◆ **What you should do**
Below are entries; count each line that holds the word "once" and report the number without any other words.

◆ **Task material**
-=-=-
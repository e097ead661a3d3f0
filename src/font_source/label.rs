//! Hexadecimal labels shown inside each tofu glyph

use crate::geometry::{GridShape, HexDigit};
use std::fmt;

/// Uppercase hex digits of a code point: four digits up to U+FFFF, six above
#[derive(Debug, Clone, PartialEq, Eq)]
pub struct Label {
    digits: Vec<HexDigit>,
}

impl Label {
    pub fn new(codepoint: u32) -> Self {
        let len = Self::digit_count(codepoint);
        let digits = (0..len)
            .rev()
            .map(|shift| HexDigit::from_nibble((codepoint >> (4 * shift)) as u8))
            .collect();
        Self { digits }
    }

    /// The label as a string, e.g. `0041` or `01F600`
    pub fn format(codepoint: u32) -> String {
        if codepoint > 0xFFFF {
            format!("{codepoint:06X}")
        } else {
            format!("{codepoint:04X}")
        }
    }

    fn digit_count(codepoint: u32) -> usize {
        if codepoint > 0xFFFF {
            6
        } else {
            4
        }
    }

    pub fn digits(&self) -> &[HexDigit] {
        &self.digits
    }

    pub fn len(&self) -> usize {
        self.digits.len()
    }

    pub fn is_empty(&self) -> bool {
        self.digits.is_empty()
    }

    pub fn grid(&self) -> GridShape {
        GridShape::for_digits(self.len())
    }
}

impl fmt::Display for Label {
    fn fmt(&self, f: &mut fmt::Formatter<'_>) -> fmt::Result {
        for digit in &self.digits {
            write!(f, "{}", digit.to_char())?;
        }
        Ok(())
    }
}
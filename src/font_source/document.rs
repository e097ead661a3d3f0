//! Font documents and the composite glyphs they hold

use super::label::Label;
use super::metrics::DocumentInfo;
use crate::geometry::ShapePrimitive;
use crate::ranges::CodepointRange;
use kurbo::Vec2;

/// Highest number of glyph ids a single font can address
pub const MAX_GLYPH_IDS: usize = 65535;
/// Composite glyphs that fit next to the reserved shape primitives
pub const DOCUMENT_CAPACITY: usize = MAX_GLYPH_IDS - ShapePrimitive::COUNT;

/// A reference to a shared shape, placed by translation
#[derive(Debug, Clone, Copy, PartialEq)]
pub struct ShapeReference {
    pub shape: ShapePrimitive,
    pub offset: Vec2,
}

/// One tofu glyph: a frame plus one digit reference per label character
#[derive(Debug, Clone, PartialEq)]
pub struct GlyphDefinition {
    pub id: u16,
    pub codepoint: u32,
    pub label: Label,
    pub references: Vec<ShapeReference>,
    pub advance_width: f64,
}

impl GlyphDefinition {
    /// AGL style name: `uni0041` in the BMP, `u1F600` above
    pub fn glyph_name(&self) -> String {
        if self.codepoint > 0xFFFF {
            format!("u{:X}", self.codepoint)
        } else {
            format!("uni{:04X}", self.codepoint)
        }
    }

    /// The character to map, if the code point is a Unicode scalar value
    pub fn character(&self) -> Option<char> {
        char::from_u32(self.codepoint)
    }
}

/// An ordered run of composite glyphs destined for one font file
#[derive(Debug, Clone)]
pub struct FontDocument {
    index: usize,
    info: DocumentInfo,
    glyphs: Vec<GlyphDefinition>,
    coverage: Vec<CodepointRange>,
    next_id: u16,
}

impl FontDocument {
    pub fn new(index: usize, info: DocumentInfo) -> Self {
        Self {
            index,
            info,
            glyphs: Vec::new(),
            coverage: Vec::new(),
            next_id: ShapePrimitive::COUNT as u16,
        }
    }

    /// Position of this document within its run
    pub fn index(&self) -> usize {
        self.index
    }

    pub fn info(&self) -> &DocumentInfo {
        &self.info
    }

    /// The shared shapes every document defines once, in glyph id order
    pub fn primitives(&self) -> impl Iterator<Item = ShapePrimitive> {
        ShapePrimitive::all()
    }

    pub fn glyphs(&self) -> &[GlyphDefinition] {
        &self.glyphs
    }

    pub fn len(&self) -> usize {
        self.glyphs.len()
    }

    pub fn is_empty(&self) -> bool {
        self.glyphs.is_empty()
    }

    pub fn is_full(&self) -> bool {
        self.glyphs.len() >= DOCUMENT_CAPACITY
    }

    /// Id the next composite glyph will receive
    pub fn next_glyph_id(&self) -> u16 {
        self.next_id
    }

    pub fn first_codepoint(&self) -> Option<u32> {
        self.glyphs.first().map(|glyph| glyph.codepoint)
    }

    pub fn last_codepoint(&self) -> Option<u32> {
        self.glyphs.last().map(|glyph| glyph.codepoint)
    }

    /// Disjoint ranges of the code points added so far
    pub fn coverage(&self) -> &[CodepointRange] {
        &self.coverage
    }

    /// File name stem built from the covered ranges
    pub fn name_stem(&self) -> String {
        let tokens: Vec<String> = self
            .coverage
            .iter()
            .map(CodepointRange::name_token)
            .collect();
        format!("tofu_{}", tokens.join("_"))
    }

    /// Append a glyph composed with [`Self::next_glyph_id`]
    ///
    /// Callers must check [`Self::is_full`] first.
    pub(crate) fn push(&mut self, glyph: GlyphDefinition) {
        debug_assert_eq!(glyph.id, self.next_id);
        debug_assert!(!self.is_full());

        let codepoint = glyph.codepoint;
        let extended = self
            .coverage
            .last_mut()
            .is_some_and(|range| range.try_extend(codepoint));
        if !extended {
            if let Ok(range) = CodepointRange::single(codepoint) {
                self.coverage.push(range);
            }
        }

        self.glyphs.push(glyph);
        self.next_id = self.next_id.saturating_add(1);
    }
}
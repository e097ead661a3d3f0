//! Code point ranges
//!
//! Parses `START-END` tokens into inclusive ranges and merges them into a
//! disjoint, ordered [`RangeSet`].

pub mod input;

use crate::core::errors::{RangeSide, Result, TofuError};
use crate::font_source::label::Label;
use std::fmt;
use std::ops::RangeInclusive;
use tracing::{info, warn};

/// Largest code point a tofu label can express (six hex digits)
pub const MAX_CODEPOINT: u32 = 0xFF_FFFF;

/// An inclusive range of code points with `start <= end <= MAX_CODEPOINT`
#[derive(Debug, Clone, Copy, PartialEq, Eq, Hash, PartialOrd, Ord)]
pub struct CodepointRange {
    start: u32,
    end: u32,
}

impl CodepointRange {
    /// Build a range, swapping reversed bounds
    pub fn new(start: u32, end: u32) -> Result<Self> {
        for value in [start, end] {
            if value > MAX_CODEPOINT {
                return Err(TofuError::CodepointOutOfBounds {
                    value: format!("{value:X}"),
                    token: format!("{start:X}-{end:X}"),
                    max: MAX_CODEPOINT,
                });
            }
        }
        if start > end {
            Ok(Self {
                start: end,
                end: start,
            })
        } else {
            Ok(Self { start, end })
        }
    }

    /// A range covering exactly one code point
    pub fn single(codepoint: u32) -> Result<Self> {
        Self::new(codepoint, codepoint)
    }

    /// Parse a `START-END` or `START` token of hexadecimal values
    ///
    /// Each side may carry a `U+` or `0x` prefix. A reversed token is
    /// accepted after swapping its bounds, and an explicit `X-X` token is
    /// accepted as a single code point; both only log a notice.
    pub fn parse(token: &str) -> Result<Self> {
        let token = token.trim();
        let parts: Vec<&str> = token.split('-').collect();

        match parts.as_slice() {
            [single] => {
                let value = parse_hex_side(single, RangeSide::Start, token)?;
                Ok(Self {
                    start: value,
                    end: value,
                })
            }
            [start, end] => {
                let start = parse_hex_side(start, RangeSide::Start, token)?;
                let end = parse_hex_side(end, RangeSide::End, token)?;

                if start == end {
                    info!("Range '{}' covers a single code point", token);
                } else if start > end {
                    warn!(
                        "Range '{}' is reversed; using U+{:04X}-U+{:04X}",
                        token, end, start
                    );
                }
                Self::new(start, end)
            }
            _ => Err(TofuError::TooManyHyphens {
                token: token.to_string(),
            }),
        }
    }

    pub fn start(&self) -> u32 {
        self.start
    }

    pub fn end(&self) -> u32 {
        self.end
    }

    /// Number of code points in the range
    pub fn len(&self) -> usize {
        (self.end - self.start) as usize + 1
    }

    /// Ranges always hold at least one code point
    pub fn is_empty(&self) -> bool {
        false
    }

    pub fn contains(&self, codepoint: u32) -> bool {
        self.start <= codepoint && codepoint <= self.end
    }

    /// Two ranges are mergeable when they overlap or touch
    pub fn is_mergeable(&self, other: &CodepointRange) -> bool {
        self.start <= other.end + 1 && other.start <= self.end + 1
    }

    /// Smallest range covering both inputs
    pub fn union(&self, other: &CodepointRange) -> CodepointRange {
        CodepointRange {
            start: self.start.min(other.start),
            end: self.end.max(other.end),
        }
    }

    pub fn codepoints(&self) -> RangeInclusive<u32> {
        self.start..=self.end
    }

    /// Grow the range by one when `codepoint` directly follows it
    pub(crate) fn try_extend(&mut self, codepoint: u32) -> bool {
        if codepoint == self.end + 1 {
            self.end = codepoint;
            true
        } else {
            false
        }
    }

    /// Token used in output file names, e.g. `U+0041_U+007E`
    pub fn name_token(&self) -> String {
        format!(
            "U+{}_U+{}",
            Label::format(self.start),
            Label::format(self.end)
        )
    }
}

impl fmt::Display for CodepointRange {
    fn fmt(&self, f: &mut fmt::Formatter<'_>) -> fmt::Result {
        write!(
            f,
            "U+{}-U+{}",
            Label::format(self.start),
            Label::format(self.end)
        )
    }
}

fn parse_hex_side(text: &str, side: RangeSide, token: &str) -> Result<u32> {
    let text = text.trim();
    let digits = ["U+", "u+", "0x", "0X"]
        .iter()
        .find_map(|prefix| text.strip_prefix(prefix))
        .unwrap_or(text);

    if digits.is_empty() || !digits.chars().all(|c| c.is_ascii_hexdigit()) {
        return Err(TofuError::InvalidHex {
            side,
            value: text.to_string(),
            token: token.to_string(),
        });
    }

    // Only overflow can fail once every character is a hex digit
    let out_of_bounds = || TofuError::CodepointOutOfBounds {
        value: digits.to_string(),
        token: token.to_string(),
        max: MAX_CODEPOINT,
    };
    let value = u32::from_str_radix(digits, 16).map_err(|_| out_of_bounds())?;
    if value > MAX_CODEPOINT {
        return Err(out_of_bounds());
    }
    Ok(value)
}

/// An ordered set of pairwise non-mergeable ranges
#[derive(Debug, Clone, Default, PartialEq, Eq)]
pub struct RangeSet {
    ranges: Vec<CodepointRange>,
}

impl RangeSet {
    /// Merge arbitrary ranges into a normalized set
    pub fn from_ranges(ranges: Vec<CodepointRange>) -> Self {
        Self {
            ranges: Self::merge(ranges),
        }
    }

    /// Parse every token, then merge
    pub fn parse_tokens<I, S>(tokens: I) -> Result<Self>
    where
        I: IntoIterator<Item = S>,
        S: AsRef<str>,
    {
        let ranges = tokens
            .into_iter()
            .map(|token| CodepointRange::parse(token.as_ref()))
            .collect::<Result<Vec<_>>>()?;
        Ok(Self::from_ranges(ranges))
    }

    /// Merge overlapping or adjacent ranges until no pair is mergeable
    ///
    /// The result covers exactly the same code points as the input and is
    /// sorted by start, so input order never changes the outcome.
    pub fn merge(mut ranges: Vec<CodepointRange>) -> Vec<CodepointRange> {
        'scan: loop {
            for i in 0..ranges.len() {
                for j in (i + 1)..ranges.len() {
                    let (a, b) = (ranges[i], ranges[j]);
                    if a.is_mergeable(&b) {
                        let merged = a.union(&b);
                        info!("Merged {} and {} into {}", a, b, merged);
                        ranges[i] = merged;
                        ranges.swap_remove(j);
                        continue 'scan;
                    }
                }
            }
            break;
        }

        ranges.sort();
        ranges
    }

    pub fn ranges(&self) -> &[CodepointRange] {
        &self.ranges
    }

    /// Total number of code points covered
    pub fn len(&self) -> usize {
        self.ranges.iter().map(CodepointRange::len).sum()
    }

    pub fn is_empty(&self) -> bool {
        self.ranges.is_empty()
    }

    pub fn contains(&self, codepoint: u32) -> bool {
        self.ranges.iter().any(|range| range.contains(codepoint))
    }

    /// Every covered code point in ascending order
    pub fn codepoints(&self) -> impl Iterator<Item = u32> + '_ {
        self.ranges.iter().flat_map(CodepointRange::codepoints)
    }

    /// File name stem built from every covered range
    pub fn name_stem(&self) -> String {
        let tokens: Vec<String> = self.ranges.iter().map(CodepointRange::name_token).collect();
        format!("tofu_{}", tokens.join("_"))
    }
}
//! Range sources other than command line tokens

use super::CodepointRange;
use crate::core::errors::Result;
use std::fs;
use std::path::Path;
use tracing::debug;

/// Unicode planes 0 and 1, generated as separate outputs in release mode
pub const RELEASE_PLANES: [(u32, u32); 2] = [(0x0000, 0xFFFF), (0x1_0000, 0x1_FFFF)];

pub fn release_planes() -> Vec<CodepointRange> {
    RELEASE_PLANES
        .iter()
        .map(|&(start, end)| CodepointRange { start, end })
        .collect()
}

/// Parse newline separated code points or ranges
///
/// Blank lines and `#` comments are skipped.
pub fn parse_lines(contents: &str) -> Result<Vec<CodepointRange>> {
    contents
        .lines()
        .map(|line| line.split('#').next().unwrap_or_default().trim())
        .filter(|line| !line.is_empty())
        .map(CodepointRange::parse)
        .collect()
}

/// Read a code point file from disk
pub fn read_codepoint_file(path: &Path) -> Result<Vec<CodepointRange>> {
    let contents = fs::read_to_string(path)?;
    let ranges = parse_lines(&contents)?;
    debug!("Read {} entries from {}", ranges.len(), path.display());
    Ok(ranges)
}
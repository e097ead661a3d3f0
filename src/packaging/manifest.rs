//! Build manifest written next to the packaged output

use super::naming::{write_with_fallback, FALLBACK_STEM};
use crate::core::errors::Result;
use crate::font_source::FontDocument;
use chrono::{DateTime, Utc};
use serde::Serialize;
use std::fs;
use std::path::{Path, PathBuf};

/// What a single document contributed to the build
#[derive(Debug, Clone, Serialize)]
pub struct StagedDocument {
    pub index: usize,
    pub coverage: Vec<String>,
    pub glyph_count: usize,
    pub first_glyph_id: Option<u16>,
    pub last_glyph_id: Option<u16>,
    /// Glyphs generated without a character mapping
    pub unmapped: usize,
    pub source: PathBuf,
    pub binary: Option<PathBuf>,
}

impl StagedDocument {
    pub fn describe(document: &FontDocument, source: PathBuf, binary: Option<PathBuf>) -> Self {
        Self {
            index: document.index(),
            coverage: document.coverage().iter().map(ToString::to_string).collect(),
            glyph_count: document.len(),
            first_glyph_id: document.glyphs().first().map(|glyph| glyph.id),
            last_glyph_id: document.glyphs().last().map(|glyph| glyph.id),
            unmapped: document.unmapped_count(),
            source,
            binary,
        }
    }
}

#[derive(Debug, Clone, Serialize)]
pub struct BuildManifest {
    pub generated: DateTime<Utc>,
    pub family: String,
    pub outputs: Vec<PathBuf>,
    pub documents: Vec<StagedDocument>,
}

impl BuildManifest {
    pub fn new(family: impl Into<String>, outputs: Vec<PathBuf>, documents: Vec<StagedDocument>) -> Self {
        Self {
            generated: Utc::now(),
            family: family.into(),
            outputs,
            documents,
        }
    }

    pub fn total_glyphs(&self) -> usize {
        self.documents.iter().map(|doc| doc.glyph_count).sum()
    }

    /// Write as `<stem>-manifest.json` in `dir`
    pub fn write(&self, dir: &Path, stem: &str) -> Result<PathBuf> {
        let json = serde_json::to_string_pretty(self).map_err(std::io::Error::other)?;
        write_with_fallback(
            dir,
            &format!("{stem}-manifest.json"),
            &format!("{FALLBACK_STEM}-manifest.json"),
            |path| fs::write(path, &json),
        )
    }
}
//! User configuration file handling
//!
//! Manages settings from `<config dir>/tofu/settings.json`

use serde::{Deserialize, Serialize};
use std::fs;
use std::path::PathBuf;
use tracing::debug;

/// User configuration from settings.json
///
/// These settings override built-in defaults but are overridden by CLI arguments
#[derive(Debug, Clone, Serialize, Deserialize, Default, PartialEq)]
#[serde(default)]
pub struct ConfigFile {
    pub family_name: Option<String>,
    pub style_name: Option<String>,
    pub version_major: Option<i32>,
    pub version_minor: Option<u32>,
    /// License text written into the name table
    pub license: Option<String>,
    pub license_url: Option<String>,
    /// Glyphs per font when `--split` is given without a size
    pub split_size: Option<usize>,
    /// Command used to compile UFO sources (default `fontc`)
    pub fontc_command: Option<String>,
    /// Command used to merge fonts into a collection (default `otf2otc`)
    pub collection_command: Option<String>,
    /// Also write logs to the logs directory
    pub log_to_file: bool,
}

impl ConfigFile {
    /// Get the path to the tofu config directory
    pub fn config_dir() -> PathBuf {
        let config_dir = dirs::config_dir()
            .unwrap_or_else(|| dirs::home_dir().unwrap_or_else(|| PathBuf::from(".")));
        config_dir.join("tofu")
    }

    /// Get the path to the user config file
    pub fn config_path() -> PathBuf {
        Self::config_dir().join("settings.json")
    }

    /// Get the path to the logs directory
    pub fn logs_dir() -> PathBuf {
        Self::config_dir().join("logs")
    }

    /// Load configuration from the user config file
    ///
    /// A missing file is not an error.
    pub fn load() -> anyhow::Result<Option<Self>> {
        Self::load_from(&Self::config_path())
    }

    pub fn load_from(path: &std::path::Path) -> anyhow::Result<Option<Self>> {
        if !path.exists() {
            return Ok(None);
        }

        let contents = fs::read_to_string(path)?;
        let config = serde_json::from_str(&contents)
            .map_err(|e| anyhow::anyhow!("Failed to parse {}: {}", path.display(), e))?;
        debug!("Loaded user settings from {:?}", path);
        Ok(Some(config))
    }

    /// Save configuration to the user config file
    pub fn save(&self) -> anyhow::Result<()> {
        self.save_to(&Self::config_path())
    }

    pub fn save_to(&self, path: &std::path::Path) -> anyhow::Result<()> {
        if let Some(parent) = path.parent() {
            fs::create_dir_all(parent)?;
        }

        let contents = serde_json::to_string_pretty(self)?;
        fs::write(path, contents)?;

        debug!("Saved settings to {:?}", path);
        Ok(())
    }

    /// Settings written by `--new-config`
    pub fn example() -> Self {
        ConfigFile {
            family_name: Some("Tofu".to_string()),
            style_name: Some("Regular".to_string()),
            version_major: Some(1),
            version_minor: Some(0),
            license: None,
            license_url: None,
            split_size: Some(crate::font_source::DEFAULT_SPLIT_SIZE),
            fontc_command: Some("fontc".to_string()),
            collection_command: Some("otf2otc".to_string()),
            log_to_file: false,
        }
    }

    /// Initialize the complete user configuration directory
    ///
    /// This creates:
    /// 1. The tofu config directory
    /// 2. A logs/ directory
    /// 3. A settings.json file with default values, unless one exists
    pub fn initialize_config_directory() -> anyhow::Result<()> {
        let config_dir = Self::config_dir();

        fs::create_dir_all(&config_dir)?;
        println!("Created config directory: {:?}", config_dir);

        let logs_dir = Self::logs_dir();
        fs::create_dir_all(&logs_dir)?;
        println!("Created logs directory: {:?}", logs_dir);

        let settings_path = Self::config_path();
        if !settings_path.exists() {
            Self::example().save()?;
            println!("Created settings file: {:?}", settings_path);
        } else {
            println!("Settings file already exists: {:?}", settings_path);
        }

        println!("\nConfiguration initialized successfully!");
        println!("You can now:");
        println!("  - Edit settings at: {:?}", settings_path);
        println!("  - Enable log_to_file to keep logs in: {:?}", logs_dir);

        Ok(())
    }
}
-=-=-
◆ **Solution to the problem**
2